A copy is needed of each line in the records that has the word "Some".

THE DATA START

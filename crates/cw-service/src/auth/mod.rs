//! Authentication and authorization core.
//!
//! # Components
//!
//! - `keys` - Process-wide signing key material (one-time secret decode)
//! - `claims` - Token claims and legacy role-claim normalization
//! - `codec` - Token issuance and verification
//! - `policy` - Path-based access policy and exemption allow-list
//! - `principal` - Verified claims → per-request principal

pub mod claims;
pub mod codec;
pub mod keys;
pub mod policy;
pub mod principal;

pub use claims::Claims;
pub use codec::{TokenCodec, TokenError, VerifiedClaims};
pub use keys::KeyMaterial;
pub use policy::{AccessPolicy, Decision, DenyReason, ExemptionList};
pub use principal::PrincipalResolver;
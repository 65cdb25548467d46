//! HTTP middleware layers.
//!
//! # Components
//!
//! - `auth` - Request authentication and policy enforcement

pub mod auth;

pub use auth::authenticate;
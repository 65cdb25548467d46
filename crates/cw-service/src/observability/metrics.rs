//! Metrics definitions for the Curbwatch service.
//!
//! All metrics follow Prometheus naming conventions with a `cw_` prefix
//! and `_total` suffix for counters.
//!
//! # Cardinality
//!
//! Labels are bounded to prevent cardinality explosion:
//! - `status`: 2 values (success, error)
//! - `reason`: fixed set from the verification taxonomy
//! - `kind`: 2 values (access, refresh)
//! - `outcome`: 3 values (allow, deny_unauthenticated, deny_forbidden)

use metrics::counter;

/// Record a token issuance.
///
/// Metric: `cw_token_issuance_total`
/// Labels: `kind`, `status`
pub fn record_token_issuance(kind: &str, status: &str) {
    counter!("cw_token_issuance_total", "kind" => kind.to_string(), "status" => status.to_string())
        .increment(1);
}

/// Record a token validation outcome.
///
/// Metric: `cw_token_validations_total`
/// Labels: `status`, `reason`
pub fn record_token_validation(status: &str, reason: Option<&str>) {
    let reason = reason.unwrap_or("none");
    counter!("cw_token_validations_total", "status" => status.to_string(), "reason" => reason.to_string())
        .increment(1);
}

/// Record an authorization decision.
///
/// Metric: `cw_authz_decisions_total`
/// Labels: `outcome`
pub fn record_authz_decision(outcome: &str) {
    counter!("cw_authz_decisions_total", "outcome" => outcome.to_string()).increment(1);
}
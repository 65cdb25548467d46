//! Shared request helpers for integration tests.

#![allow(clippy::unwrap_used, clippy::expect_used, dead_code)]

use axum::body::Body;
use axum::http::{header, Method, Request, StatusCode};
use axum::Router;
use http_body_util::BodyExt;
use serde_json::Value;
use tower::ServiceExt;

/// The one generic message every authentication failure produces.
pub const GENERIC_401: &str = "Authentication is required to access this resource.";

/// Send a request through the router and collect status + body.
///
/// Non-JSON bodies (e.g. the plain-text health response) come back as a
/// JSON string value.
pub async fn send(
    router: &Router,
    method: Method,
    path: &str,
    token: Option<&str>,
    body: Option<Value>,
) -> (StatusCode, Value) {
    let mut builder = Request::builder().method(method).uri(path);
    if let Some(token) = token {
        builder = builder.header(header::AUTHORIZATION, format!("Bearer {token}"));
    }

    let request = match body {
        Some(json) => builder
            .header(header::CONTENT_TYPE, "application/json")
            .body(Body::from(json.to_string()))
            .unwrap(),
        None => builder.body(Body::empty()).unwrap(),
    };

    let response = router.clone().oneshot(request).await.unwrap();
    let status = response.status();
    let bytes = response.into_body().collect().await.unwrap().to_bytes();
    let value = if bytes.is_empty() {
        Value::Null
    } else {
        serde_json::from_slice(&bytes)
            .unwrap_or_else(|_| Value::String(String::from_utf8_lossy(&bytes).into_owned()))
    };

    (status, value)
}

pub async fn get(router: &Router, path: &str, token: Option<&str>) -> (StatusCode, Value) {
    send(router, Method::GET, path, token, None).await
}

pub async fn post_json(router: &Router, path: &str, body: Value) -> (StatusCode, Value) {
    send(router, Method::POST, path, None, Some(body)).await
}

pub async fn delete(router: &Router, path: &str, token: Option<&str>) -> (StatusCode, Value) {
    send(router, Method::DELETE, path, token, None).await
}

/// Assert the wire-exact denial envelope: status ERROR, null data.
pub fn assert_denial_body(body: &Value, expected_message: &str) {
    assert_eq!(body["status"], "ERROR");
    assert_eq!(body["message"], expected_message);
    assert!(body["data"].is_null());
}
//! # Curbwatch Test Utilities
//!
//! Shared test utilities for the Curbwatch service.
//!
//! This crate provides:
//! - Test token builders (arbitrary claim shapes, any secret)
//! - In-memory collaborator fakes (user directory, reports, CCTV)
//! - An in-process router harness driving the real middleware stack
//!
//! ## Usage
//!
//! ```rust,ignore
//! use cw_test_utils::*;
//!
//! #[tokio::test]
//! async fn test_example() {
//!     let backend = TestBackend::with_defaults();
//!     backend.users.add_user("alice@curbwatch.io", "pw", Role::Admin);
//!
//!     let token = TestTokenBuilder::new()
//!         .for_subject("alice@curbwatch.io")
//!         .with_roles("ROLE_ADMIN")
//!         .build();
//!     // drive backend.router with tower::ServiceExt::oneshot
//! }
//! ```

pub mod fakes;
pub mod harness;
pub mod token_builders;

// Re-export commonly used items
pub use fakes::{InMemoryCctvCatalog, InMemoryReportStore, InMemoryUserDirectory};
pub use harness::{TestBackend, TestBackendBuilder};
pub use token_builders::{tamper_signature, TestTokenBuilder, TEST_SECRET};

THE DATA END

ANSWER TO THIS EXERCISE
    if let Some(token) = token {
        Some(json) => builder
    send(router, Method::POST, path, None, Some(body)).await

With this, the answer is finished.